Ein anderes Problem gab es bis 1997. Davor betreuten die Heim-Klubs die Schiedsrichter. Gab es Bestechungsversuche?
Sagen wir es so: Bei Spielen in Osteuropa kam es schon mal vor, dass beim Essen scheinbar zufällig attraktive Frauen an den Tisch gebeten wurden. In solchen Situationen musstest du dich aktiv verweigern.

Ist Ihnen das immer gelungen?
Ja, wäre ich darauf eingegangen, wäre meine Karriere so kurz gewesen wie die Röcke dieser Frauen. Es war wie früher beim Fischen. Dort konnte man immer an die gleiche Stelle gehen und die Fische anfüttern. Irgendwann kamen die von alleine. So war es auch in solchen Situationen. Mit den Frauen wollten die dich anfüttern. Wäre ich darauf eingegangen, wären sie beim nächsten Mal einen Schritt weiter gegangen. Deshalb habe ich immer von Anfang an bei allen Geschenken und Angeboten Nein gesagt. Gott sei Dank haben die Fifa und die Uefa dann den Riegel geschoben, und seither ist dieses Thema erledigt.

Apropos Frauen, 2000 titelte Blick: «Urs Meier: Ich liebe zwei Frauen!» Die legendäre Marta Emmenegger schrieb damals: «Das kann nicht gut gehen.» Hatte Sie recht?
(Lacht.) Natürlich, Marta hatte doch immer recht.

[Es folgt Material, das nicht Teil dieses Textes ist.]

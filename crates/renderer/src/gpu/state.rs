use std::time::{Duration, Instant};

use anyhow::Result;
use raw_window_handle::{HasDisplayHandle, HasWindowHandle};
use tracing::debug;
use winit::dpi::PhysicalSize;

use crate::runtime::TimeSample;

use super::context::GpuContext;
use super::pipeline::LogoPipeline;
use super::uniforms::{TimeUniform, TIME_UNIFORM_SIZE};

/// Glues the GPU context, pipeline, and time uniform together and encodes
/// one frame per [`GpuState::render`] call.
pub(crate) struct GpuState {
    context: GpuContext,
    pipeline: LogoPipeline,
    uniform_buffer: wgpu::Buffer,
    uniform_bind_group: wgpu::BindGroup,
    uniform: TimeUniform,
    last_stats_log: Instant,
    frames_since_log: u32,
}

impl GpuState {
    pub(crate) fn new<T>(target: &T, initial_size: PhysicalSize<u32>) -> Result<Self>
    where
        T: HasDisplayHandle + HasWindowHandle,
    {
        let context = GpuContext::new(target, initial_size)?;
        let pipeline = LogoPipeline::new(&context.device, context.surface_format);

        let uniform_buffer = context.device.create_buffer(&wgpu::BufferDescriptor {
            label: Some("time uniform"),
            size: TIME_UNIFORM_SIZE,
            usage: wgpu::BufferUsages::UNIFORM | wgpu::BufferUsages::COPY_DST,
            mapped_at_creation: false,
        });
        let uniform_bind_group = context
            .device
            .create_bind_group(&wgpu::BindGroupDescriptor {
                label: Some("time uniform bind group"),
                layout: &pipeline.uniform_layout,
                entries: &[wgpu::BindGroupEntry {
                    binding: 0,
                    resource: uniform_buffer.as_entire_binding(),
                }],
            });

        let uniform = TimeUniform::new();
        context
            .queue
            .write_buffer(&uniform_buffer, 0, uniform.as_bytes());

        Ok(Self {
            context,
            pipeline,
            uniform_buffer,
            uniform_bind_group,
            uniform,
            last_stats_log: Instant::now(),
            frames_since_log: 0,
        })
    }

    pub(crate) fn size(&self) -> PhysicalSize<u32> {
        self.context.size
    }

    pub(crate) fn resize(&mut self, new_size: PhysicalSize<u32>) {
        self.context.resize(new_size);
    }

    /// Renders and presents one frame at the sampled timestamp.
    ///
    /// Writes the time uniform, records a single pass that clears to
    /// opaque black and draws 3 vertices / 1 instance, then submits.
    /// Exactly one submission per call; completion is never awaited.
    pub(crate) fn render(&mut self, sample: TimeSample) -> Result<(), wgpu::SurfaceError> {
        self.uniform.set_seconds(sample.seconds);
        self.context
            .queue
            .write_buffer(&self.uniform_buffer, 0, self.uniform.as_bytes());

        let frame = self.context.surface.get_current_texture()?;
        let view = frame
            .texture
            .create_view(&wgpu::TextureViewDescriptor::default());

        let mut encoder =
            self.context
                .device
                .create_command_encoder(&wgpu::CommandEncoderDescriptor {
                    label: Some("frame encoder"),
                });
        {
            let mut render_pass = encoder.begin_render_pass(&wgpu::RenderPassDescriptor {
                label: Some("logo pass"),
                color_attachments: &[Some(wgpu::RenderPassColorAttachment {
                    view: &view,
                    depth_slice: None,
                    resolve_target: None,
                    ops: wgpu::Operations {
                        load: wgpu::LoadOp::Clear(wgpu::Color::BLACK),
                        store: wgpu::StoreOp::Store,
                    },
                })],
                depth_stencil_attachment: None,
                occlusion_query_set: None,
                timestamp_writes: None,
            });
            render_pass.set_pipeline(&self.pipeline.pipeline);
            render_pass.set_bind_group(0, &self.uniform_bind_group, &[]);
            render_pass.draw(0..3, 0..1);
        }
        self.context.queue.submit(std::iter::once(encoder.finish()));
        frame.present();

        self.frames_since_log += 1;
        let elapsed = self.last_stats_log.elapsed();
        if elapsed >= Duration::from_secs(1) {
            debug!(
                fps = (self.frames_since_log as f32 / elapsed.as_secs_f32()).round(),
                time = self.uniform.seconds(),
                "render stats"
            );
            self.frames_since_log = 0;
            self.last_stats_log = Instant::now();
        }

        Ok(())
    }
}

2013 wurden Sie nochmals Vater. Wie ist das mit 54?
Toll! Als meine ersten beiden Kinder aufwuchsen, war ich im Leben wegen meines Berufs sinnbildlich auf der Überholspur unterwegs und die Familie an der Raststätte. Ich fuhr dann jeweils nur kurz zur Raststätte rein, sagte Hallo, und weiter ging das Leben auf der Überholspur.

Bereuen Sie das?
Es war der Preis, den du bezahlst für ein solches Leben. Ich habe mich später bei meinen Kindern dafür entschuldigt, dass ich so wenig Zeit mit ihnen verbracht habe.

Wie ist es heute?
Ganz anders. Ich habe nicht mehr das Gefühl, dass ich auf der Überholspur fahren muss. Ich bin deutlich gelassener und habe es noch keine Sekunde bereut, mit 54 nochmals Vater zu werden.

Wenn wir schon beim Thema Überholspur sind. Sie haben mal gesagt, dass das Gefährlichste an Ihrem Job die Fahrten vom Hotel ins Stadion waren.
Das war jeweils unglaublich, vor allem in Italien. Das erste Mal mitfahren durfte ich bei einem Spiel Inter Mailand – Bayern München. Bruno Galler war damals der Schiedsrichter und ich ein Gast. Die Polizei-Eskorte kam zum Hotel, und los ging die wilde Fahrt. Die fuhren mit 100 km/h durch die Stadt, über Kreuzungen, über rote Ampeln, und bei Stau gings auf die Gegenspur. Der Wahnsinn! Ich war jeweils froh, wenn ich überlebt habe und heil beim Stadion ankam.

Wieso war das so?
Ich habe denen dann mal vorgeschlagen, sie könnten ja jeweils eine Viertelstunde früher zum Hotel kommen und es gemächlicher angehen lassen. Die Polizisten lachten nur, das wollten die nicht. Für die war das eine Challenge. Die haben immer wieder versucht, ihre Rekordzeit vom letzten Mal um ein paar Sekunden zu unterbieten.

Ging das auch mal schief?
Einmal sass ich in einem Mini-Bus schräg auf der Sitzbank. Als die mit 100 über eine Bodenwelle fuhren, hats mir voll eine reingehauen. Ich musste dann das ganze Spiel über mit einer Nackenstarre pfeifen.